Я был у него за день до его смерти. Крепко пожимая своей сухой, горячей, исхудавшей рукой мою руку и улыбаясь ласково и грустно, он говорил:
– Помнишь наш разговор о севере и юге, еще тогда давно, помнишь? Не думай, я от своих слов не отпираюсь. Ну, положим, я не выдержал борьбы, я погиб… Но за мной идут другие – сотни, тысячи других. Ты пойми – они должны одержать победу, они не могут не победить. Потому что там черный туман на улицах и в сердцах и в головах у людей, а мы приходим с ликующего юга, с радостными песнями, с милым ярким солнцем в душе. Друг мой, люди не могут жить без солнца!

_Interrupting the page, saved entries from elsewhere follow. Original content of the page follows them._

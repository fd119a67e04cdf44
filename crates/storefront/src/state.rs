//! Application state shared across handlers.

use std::sync::Arc;

use sqlx::PgPool;

use crate::config::StorefrontConfig;
use crate::services::{
    CartService, CatalogService, CheckoutService, IdentityVerifier, WishlistService,
};
use crate::store::{DocumentStore, MemoryStore, PgDocumentStore};

/// Application state shared across all handlers.
///
/// This struct is cheaply cloneable via `Arc` and provides access to
/// the services built on the document store and to configuration.
#[derive(Clone)]
pub struct AppState {
    inner: Arc<AppStateInner>,
}

struct AppStateInner {
    config: StorefrontConfig,
    pool: Option<PgPool>,
    catalog: CatalogService,
    cart: CartService,
    wishlist: WishlistService,
    checkout: CheckoutService,
    identity: Option<IdentityVerifier>,
}

impl AppState {
    /// Create state backed by `PostgreSQL`.
    #[must_use]
    pub fn with_pool(config: StorefrontConfig, pool: PgPool) -> Self {
        let store: Arc<dyn DocumentStore> = Arc::new(PgDocumentStore::new(pool.clone()));
        Self::build(config, Some(pool), store)
    }

    /// Create state backed by a process-local store.
    #[must_use]
    pub fn in_memory(config: StorefrontConfig, store: MemoryStore) -> Self {
        Self::build(config, None, Arc::new(store))
    }

    fn build(config: StorefrontConfig, pool: Option<PgPool>, store: Arc<dyn DocumentStore>) -> Self {
        let catalog = CatalogService::new(
            Arc::clone(&store),
            config.catalog_collection.clone(),
            config.catalog_ttl,
        );
        let cart = CartService::new(Arc::clone(&store));
        let wishlist = WishlistService::new(Arc::clone(&store), cart.clone());
        let checkout = CheckoutService::new(cart.clone());
        let identity = config.identity_secret.clone().map(IdentityVerifier::new);

        Self {
            inner: Arc::new(AppStateInner {
                config,
                pool,
                catalog,
                cart,
                wishlist,
                checkout,
                identity,
            }),
        }
    }

    /// Get a reference to the storefront configuration.
    #[must_use]
    pub fn config(&self) -> &StorefrontConfig {
        &self.inner.config
    }

    /// The database pool, when running against `PostgreSQL`.
    #[must_use]
    pub fn pool(&self) -> Option<&PgPool> {
        self.inner.pool.as_ref()
    }

    #[must_use]
    pub fn catalog(&self) -> &CatalogService {
        &self.inner.catalog
    }

    #[must_use]
    pub fn cart(&self) -> &CartService {
        &self.inner.cart
    }

    #[must_use]
    pub fn wishlist(&self) -> &WishlistService {
        &self.inner.wishlist
    }

    #[must_use]
    pub fn checkout(&self) -> &CheckoutService {
        &self.inner.checkout
    }

    /// Identity signature checks, when an identity secret is configured.
    #[must_use]
    pub fn identity(&self) -> Option<&IdentityVerifier> {
        self.inner.identity.as_ref()
    }
}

Я поглядел на него внимательно. Он только что умылся и причесал гладко назад свои волосы, смочив их водой; они были еще влажны, и это придавало его лицу жалкое, и невинное, и праздничное выражение, за которым всего яснее чувствовалась близость смерти. Помню также, что он все время пристально и как будто с удивлением рассматривал свои ногти и ладони, точно они были чужие.